All records shown below should be given again, character for character.

■ **Data for the task**
== Segment start ==
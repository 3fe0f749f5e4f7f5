use serde::{Deserialize, Serialize};
use std::fs;
use std::path::{Path, PathBuf};
use tracing::{debug, warn};

use crate::persistence::ResultExt;
use habitrack_domain::shared::DomainError;

const SESSION_FILE_NAME: &str = "session.json";

#[derive(Debug, Serialize, Deserialize)]
struct StoredSession {
    fallback_cookies: String,
}

/// Keeps the backend session header on disk so the CLI stays signed in between runs
#[derive(Debug, Clone)]
pub struct SessionFileStore {
    path: PathBuf,
}

impl SessionFileStore {
    pub fn new(path: impl Into<PathBuf>) -> Self {
        Self { path: path.into() }
    }

    /// `<data dir>/habitrack/session.json`
    pub fn default_path() -> Option<PathBuf> {
        dirs::data_dir().map(|dir| dir.join("habitrack").join(SESSION_FILE_NAME))
    }

    pub fn path(&self) -> &Path {
        &self.path
    }

    /// Stored session text; a missing or corrupt file reads as signed out
    pub fn load(&self) -> Option<String> {
        let content = match fs::read_to_string(&self.path) {
            Ok(content) => content,
            Err(e) if e.kind() == std::io::ErrorKind::NotFound => return None,
            Err(e) => {
                warn!("Failed to read session file {}: {}", self.path.display(), e);
                return None;
            }
        };

        match serde_json::from_str::<StoredSession>(&content) {
            Ok(stored) if !stored.fallback_cookies.is_empty() => Some(stored.fallback_cookies),
            Ok(_) => None,
            Err(e) => {
                warn!("Ignoring corrupt session file {}: {}", self.path.display(), e);
                None
            }
        }
    }

    pub fn save(&self, fallback_cookies: &str) -> Result<(), DomainError> {
        if let Some(parent) = self.path.parent() {
            fs::create_dir_all(parent).to_infra_err()?;
        }

        let content = serde_json::to_string_pretty(&StoredSession {
            fallback_cookies: fallback_cookies.to_string(),
        })
        .map_err(|e| DomainError::Serialization(e.to_string()))?;

        fs::write(&self.path, content).to_infra_err()?;
        debug!("Session saved to {}", self.path.display());
        Ok(())
    }

    pub fn clear(&self) -> Result<(), DomainError> {
        match fs::remove_file(&self.path) {
            Ok(()) => Ok(()),
            Err(e) if e.kind() == std::io::ErrorKind::NotFound => Ok(()),
            Err(e) => Err(DomainError::Infrastructure(e.to_string())),
        }
    }
}
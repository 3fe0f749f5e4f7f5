use async_trait::async_trait;

use super::aggregate::Habit;
use crate::shared::{DomainError, HabitId, UserId};

#[async_trait]
pub trait HabitRepository: Send + Sync {
    /// Create a new habit document
    async fn create(&self, habit: &Habit) -> Result<(), DomainError>;

    /// Overwrite the mutable fields of an existing habit
    async fn update(&self, habit: &Habit) -> Result<(), DomainError>;

    async fn delete(&self, id: &HabitId) -> Result<(), DomainError>;

    async fn find_by_id(&self, id: &HabitId) -> Result<Option<Habit>, DomainError>;

    /// List every habit owned by a user
    async fn list_by_user(&self, user_id: &UserId) -> Result<Vec<Habit>, DomainError>;
}
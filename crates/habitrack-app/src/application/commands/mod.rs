pub mod command_handler;
pub mod habit_commands;
pub mod handlers;

pub use command_handler::{Command, CommandHandler};
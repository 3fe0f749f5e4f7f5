mod habit_board;
mod realtime_sync;
mod session_service;

pub use habit_board::{HabitBoard, ListRefresher};
pub use realtime_sync::RealtimeListSync;
pub use session_service::AuthSession;
use async_trait::async_trait;
use log::{debug, error, info};
use std::collections::HashMap;
use std::sync::Arc;
use tokio::sync::RwLock;

use habitrack_domain::events::{DomainEvent, DynamicEventHandler, EventBus};
use habitrack_domain::shared::DomainError;

/// In-process event bus. Handlers run one after another on the publisher's task.
pub struct InMemoryEventBus {
    handlers: Arc<RwLock<HashMap<&'static str, Vec<Arc<dyn DynamicEventHandler>>>>>,
}

impl InMemoryEventBus {
    pub fn new() -> Self {
        Self {
            handlers: Arc::new(RwLock::new(HashMap::new())),
        }
    }

    /// Subscribe a handler to a specific event type
    pub async fn subscribe<E: DomainEvent + 'static>(
        &self,
        handler: Arc<dyn DynamicEventHandler>,
    ) -> Result<(), DomainError> {
        let event_type_name = std::any::type_name::<E>();
        if handler.event_type_name() != event_type_name {
            return Err(DomainError::Infrastructure(format!(
                "Handler for {} cannot subscribe to {}",
                handler.event_type_name(),
                event_type_name
            )));
        }

        self.handlers
            .write()
            .await
            .entry(event_type_name)
            .or_default()
            .push(handler);

        info!("Subscribed handler for event type: {}", event_type_name);
        Ok(())
    }

    /// Get the number of handlers for a specific event type
    pub async fn handler_count<E: DomainEvent + 'static>(&self) -> usize {
        let handlers = self.handlers.read().await;
        handlers
            .get(std::any::type_name::<E>())
            .map_or(0, |h| h.len())
    }
}

impl Default for InMemoryEventBus {
    fn default() -> Self {
        Self::new()
    }
}

#[async_trait]
impl EventBus for InMemoryEventBus {
    async fn publish(&self, event: Box<dyn DomainEvent>) -> Result<(), DomainError> {
        let event_type_name = event.event_type_name();
        debug!("Publishing event: {}", event_type_name);

        // clone the list so handlers may publish or subscribe themselves
        let event_handlers = match self.handlers.read().await.get(event_type_name) {
            Some(list) => list.clone(),
            None => {
                debug!("No handlers registered for event type: {}", event_type_name);
                return Ok(());
            }
        };

        for handler in event_handlers {
            // a failing handler never fails the publisher
            if let Err(e) = handler.handle_dynamic(event.as_any()).await {
                error!("Handler failed to process event {}: {}", event_type_name, e);
            }
        }

        Ok(())
    }
}
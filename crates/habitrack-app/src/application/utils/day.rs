use chrono::{DateTime, Duration, Local, TimeZone, Utc};

/// Start of the calendar day containing `now` in `tz`, as a UTC instant.
///
/// When midnight does not exist in `tz` (DST jump at 00:00) the first valid
/// instant of that day is used.
pub fn day_start_in<Tz: TimeZone>(now: DateTime<Utc>, tz: &Tz) -> DateTime<Utc> {
    let midnight = now.with_timezone(tz).date_naive().and_time(chrono::NaiveTime::MIN);

    tz.from_local_datetime(&midnight)
        .earliest()
        .or_else(|| tz.from_local_datetime(&(midnight + Duration::hours(1))).earliest())
        .map(|start| start.with_timezone(&Utc))
        .unwrap_or(now)
}

/// Start of today on the local clock
pub fn today_start() -> DateTime<Utc> {
    day_start_in(Utc::now(), &Local)
}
== Segment end ==
■ **Expected answer**
repository 3fe0f749f5e4f7f5
use serde::{Deserialize, Serialize};
use std::fs;
use std::path::{Path, PathBuf};
use tracing::{debug, warn};

use crate::persistence::ResultExt;
use habitrack_domain::shared::DomainError;

const SESSION_FILE_NAME: &str = "session.json";

#[derive(Debug, Serialize, Deserialize)]
struct StoredSession {
    fallback_cookies: String,
}

/// Keeps the backend session header on disk so the CLI stays signed in between runs
#[derive(Debug, Clone)]
pub struct SessionFileStore {
    path: PathBuf,
}

impl SessionFileStore {
    pub fn new(path: impl Into<PathBuf>) -> Self {
        Self { path: path.into() }
    }

    /// `<data dir>/habitrack/session.json`
    pub fn default_path() -> Option<PathBuf> {
        dirs::data_dir().map(|dir| dir.join("habitrack").join(SESSION_FILE_NAME))
    }

    pub fn path(&self) -> &Path {
        &self.path
    }

    /// Stored session text; a missing or corrupt file reads as signed out
    pub fn load(&self) -> Option<String> {
        let content = match fs::read_to_string(&self.path) {
            Ok(content) => content,
            Err(e) if e.kind() == std::io::ErrorKind::NotFound => return None,
            Err(e) => {
                warn!("Failed to read session file {}: {}", self.path.display(), e);
                return None;
            }
        };

        match serde_json::from_str::<StoredSession>(&content) {
            Ok(stored) if !stored.fallback_cookies.is_empty() => Some(stored.fallback_cookies),
            Ok(_) => None,
            Err(e) => {
                warn!("Ignoring corrupt session file {}: {}", self.path.display(), e);
                None
            }
        }
    }

    pub fn save(&self, fallback_cookies: &str) -> Result<(), DomainError> {
        if let Some(parent) = self.path.parent() {
            fs::create_dir_all(parent).to_infra_err()?;
        }

        let content = serde_json::to_string_pretty(&StoredSession {
            fallback_cookies: fallback_cookies.to_string(),
        })
        .map_err(|e| DomainError::Serialization(e.to_string()))?;

        fs::write(&self.path, content).to_infra_err()?;
        debug!("Session saved to {}", self.path.display());
        Ok(())
    }

    pub fn clear(&self) -> Result<(), DomainError> {
        match fs::remove_file(&self.path) {
            Ok(()) => Ok(()),
            Err(e) if e.kind() == std::io::ErrorKind::NotFound => Ok(()),
            Err(e) => Err(DomainError::Infrastructure(e.to_string())),
        }
    }
}
repository 3fe0f749f5e4f7f5
use async_trait::async_trait;

use super::aggregate::Habit;
use crate::shared::{DomainError, HabitId, UserId};

#[async_trait]
pub trait HabitRepository: Send + Sync {
    /// Create a new habit document
    async fn create(&self, habit: &Habit) -> Result<(), DomainError>;

    /// Overwrite the mutable fields of an existing habit
    async fn update(&self, habit: &Habit) -> Result<(), DomainError>;

    async fn delete(&self, id: &HabitId) -> Result<(), DomainError>;

    async fn find_by_id(&self, id: &HabitId) -> Result<Option<Habit>, DomainError>;

    /// List every habit owned by a user
    async fn list_by_user(&self, user_id: &UserId) -> Result<Vec<Habit>, DomainError>;
}
filename crates/habitrack-app/src/application/commands/mod.rs
pub mod command_handler;
pub mod habit_commands;
pub mod handlers;

pub use command_handler::{Command, CommandHandler};
repository 3fe0f749f5e4f7f5
mod habit_board;
mod realtime_sync;
mod session_service;

pub use habit_board::{HabitBoard, ListRefresher};
pub use realtime_sync::RealtimeListSync;
pub use session_service::AuthSession;
use async_trait::async_trait;
use log::{debug, error, info};
use std::collections::HashMap;
use std::sync::Arc;
use tokio::sync::RwLock;

use habitrack_domain::events::{DomainEvent, DynamicEventHandler, EventBus};
use habitrack_domain::shared::DomainError;

/// In-process event bus. Handlers run one after another on the publisher's task.
pub struct InMemoryEventBus {
    handlers: Arc<RwLock<HashMap<&'static str, Vec<Arc<dyn DynamicEventHandler>>>>>,
}

impl InMemoryEventBus {
    pub fn new() -> Self {
        Self {
            handlers: Arc::new(RwLock::new(HashMap::new())),
        }
    }

    /// Subscribe a handler to a specific event type
    pub async fn subscribe<E: DomainEvent + 'static>(
        &self,
        handler: Arc<dyn DynamicEventHandler>,
    ) -> Result<(), DomainError> {
        let event_type_name = std::any::type_name::<E>();
        if handler.event_type_name() != event_type_name {
            return Err(DomainError::Infrastructure(format!(
                "Handler for {} cannot subscribe to {}",
                handler.event_type_name(),
                event_type_name
            )));
        }

        self.handlers
            .write()
            .await
            .entry(event_type_name)
            .or_default()
            .push(handler);

        info!("Subscribed handler for event type: {}", event_type_name);
        Ok(())
    }

    /// Get the number of handlers for a specific event type
    pub async fn handler_count<E: DomainEvent + 'static>(&self) -> usize {
        let handlers = self.handlers.read().await;
        handlers
            .get(std::any::type_name::<E>())
            .map_or(0, |h| h.len())
    }
}

impl Default for InMemoryEventBus {
    fn default() -> Self {
        Self::new()
    }
}

#[async_trait]
impl EventBus for InMemoryEventBus {
    async fn publish(&self, event: Box<dyn DomainEvent>) -> Result<(), DomainError> {
        let event_type_name = event.event_type_name();
        debug!("Publishing event: {}", event_type_name);

        // clone the list so handlers may publish or subscribe themselves
        let event_handlers = match self.handlers.read().await.get(event_type_name) {
            Some(list) => list.clone(),
            None => {
                debug!("No handlers registered for event type: {}", event_type_name);
                return Ok(());
            }
        };

        for handler in event_handlers {
            // a failing handler never fails the publisher
            if let Err(e) = handler.handle_dynamic(event.as_any()).await {
                error!("Handler failed to process event {}: {}", event_type_name, e);
            }
        }

        Ok(())
    }
}
filename crates/habitrack-app/src/application/utils/day.rs
use chrono::{DateTime, Duration, Local, TimeZone, Utc};

/// Start of the calendar day containing `now` in `tz`, as a UTC instant.
///
/// When midnight does not exist in `tz` (DST jump at 00:00) the first valid
/// instant of that day is used.
pub fn day_start_in<Tz: TimeZone>(now: DateTime<Utc>, tz: &Tz) -> DateTime<Utc> {
    let midnight = now.with_timezone(tz).date_naive().and_time(chrono::NaiveTime::MIN);

    tz.from_local_datetime(&midnight)
        .earliest()
        .or_else(|| tz.from_local_datetime(&(midnight + Duration::hours(1))).earliest())
        .map(|start| start.with_timezone(&Utc))
        .unwrap_or(now)
}

/// Start of today on the local clock
pub fn today_start() -> DateTime<Utc> {
    day_start_in(Utc::now(), &Local)
}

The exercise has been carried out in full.